● Data provided:

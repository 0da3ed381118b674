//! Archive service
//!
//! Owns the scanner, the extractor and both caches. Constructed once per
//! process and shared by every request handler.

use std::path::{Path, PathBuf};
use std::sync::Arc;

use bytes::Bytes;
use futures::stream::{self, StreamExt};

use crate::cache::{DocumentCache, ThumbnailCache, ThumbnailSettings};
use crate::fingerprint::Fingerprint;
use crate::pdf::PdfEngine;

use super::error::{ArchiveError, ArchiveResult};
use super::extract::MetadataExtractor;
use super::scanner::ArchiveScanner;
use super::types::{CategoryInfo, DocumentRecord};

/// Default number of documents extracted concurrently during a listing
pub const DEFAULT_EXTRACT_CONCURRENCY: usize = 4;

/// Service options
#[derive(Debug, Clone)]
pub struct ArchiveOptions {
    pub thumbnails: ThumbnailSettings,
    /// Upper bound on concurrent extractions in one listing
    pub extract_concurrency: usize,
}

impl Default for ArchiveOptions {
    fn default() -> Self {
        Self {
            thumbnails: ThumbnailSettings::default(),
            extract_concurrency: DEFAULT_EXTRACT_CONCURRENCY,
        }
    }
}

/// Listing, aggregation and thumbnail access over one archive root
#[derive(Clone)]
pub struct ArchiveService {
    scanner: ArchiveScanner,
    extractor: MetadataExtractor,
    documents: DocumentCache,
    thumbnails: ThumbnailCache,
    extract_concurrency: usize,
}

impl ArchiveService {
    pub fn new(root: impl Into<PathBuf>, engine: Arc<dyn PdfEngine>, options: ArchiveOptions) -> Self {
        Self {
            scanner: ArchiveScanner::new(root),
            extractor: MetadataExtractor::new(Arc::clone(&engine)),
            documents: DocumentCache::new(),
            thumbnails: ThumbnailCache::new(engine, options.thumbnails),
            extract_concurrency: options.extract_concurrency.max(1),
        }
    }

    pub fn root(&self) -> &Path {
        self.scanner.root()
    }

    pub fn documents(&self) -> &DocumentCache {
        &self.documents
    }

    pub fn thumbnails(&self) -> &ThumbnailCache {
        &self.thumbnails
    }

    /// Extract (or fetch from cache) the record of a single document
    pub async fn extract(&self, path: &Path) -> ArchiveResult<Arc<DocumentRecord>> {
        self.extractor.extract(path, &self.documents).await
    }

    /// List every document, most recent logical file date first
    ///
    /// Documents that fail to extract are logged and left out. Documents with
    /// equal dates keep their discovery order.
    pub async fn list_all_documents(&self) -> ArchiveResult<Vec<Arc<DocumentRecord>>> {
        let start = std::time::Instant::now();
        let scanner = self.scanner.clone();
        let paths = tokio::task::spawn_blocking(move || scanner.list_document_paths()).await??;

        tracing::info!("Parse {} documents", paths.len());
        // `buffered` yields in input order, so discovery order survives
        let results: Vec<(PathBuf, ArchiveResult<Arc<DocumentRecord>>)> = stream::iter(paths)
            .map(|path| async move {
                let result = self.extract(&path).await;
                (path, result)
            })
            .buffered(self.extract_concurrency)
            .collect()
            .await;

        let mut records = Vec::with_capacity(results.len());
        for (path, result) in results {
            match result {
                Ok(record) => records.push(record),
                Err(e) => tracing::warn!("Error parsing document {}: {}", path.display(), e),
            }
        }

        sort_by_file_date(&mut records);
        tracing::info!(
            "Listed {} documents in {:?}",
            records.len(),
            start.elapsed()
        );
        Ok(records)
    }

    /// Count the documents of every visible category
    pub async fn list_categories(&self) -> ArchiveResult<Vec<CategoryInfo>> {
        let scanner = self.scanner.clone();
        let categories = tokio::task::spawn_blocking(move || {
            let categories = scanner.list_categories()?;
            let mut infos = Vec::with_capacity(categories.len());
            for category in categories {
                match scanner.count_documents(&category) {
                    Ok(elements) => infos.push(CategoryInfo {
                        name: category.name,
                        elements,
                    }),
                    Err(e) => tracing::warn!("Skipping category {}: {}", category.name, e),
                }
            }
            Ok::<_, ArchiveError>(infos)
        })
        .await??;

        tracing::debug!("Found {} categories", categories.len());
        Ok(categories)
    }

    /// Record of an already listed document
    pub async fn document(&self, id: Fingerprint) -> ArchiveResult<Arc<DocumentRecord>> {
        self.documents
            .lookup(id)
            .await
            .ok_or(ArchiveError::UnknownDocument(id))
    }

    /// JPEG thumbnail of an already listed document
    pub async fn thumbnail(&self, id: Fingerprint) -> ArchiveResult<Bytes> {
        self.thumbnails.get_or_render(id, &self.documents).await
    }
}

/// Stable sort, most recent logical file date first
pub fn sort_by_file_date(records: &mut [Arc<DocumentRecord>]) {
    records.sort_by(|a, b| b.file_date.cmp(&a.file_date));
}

...

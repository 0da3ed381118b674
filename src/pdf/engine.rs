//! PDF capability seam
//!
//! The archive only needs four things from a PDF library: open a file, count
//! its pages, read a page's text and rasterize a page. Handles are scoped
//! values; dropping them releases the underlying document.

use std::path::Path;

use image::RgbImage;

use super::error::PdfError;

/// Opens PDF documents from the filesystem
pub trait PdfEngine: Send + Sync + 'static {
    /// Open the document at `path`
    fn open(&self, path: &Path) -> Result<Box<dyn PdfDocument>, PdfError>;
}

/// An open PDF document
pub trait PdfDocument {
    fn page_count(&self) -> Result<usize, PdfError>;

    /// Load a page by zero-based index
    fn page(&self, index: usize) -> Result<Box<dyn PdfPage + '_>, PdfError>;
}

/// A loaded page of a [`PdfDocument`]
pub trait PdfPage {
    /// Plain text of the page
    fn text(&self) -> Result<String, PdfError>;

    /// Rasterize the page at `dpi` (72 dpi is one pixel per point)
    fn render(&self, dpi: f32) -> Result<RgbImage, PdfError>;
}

● What to work on: In the material above, find each line containing the word "from" and copy it.

● Task result:
    /// Extract (or fetch from cache) the record of a single document
//! The archive only needs four things from a PDF library: open a file, count
/// Opens PDF documents from the filesystem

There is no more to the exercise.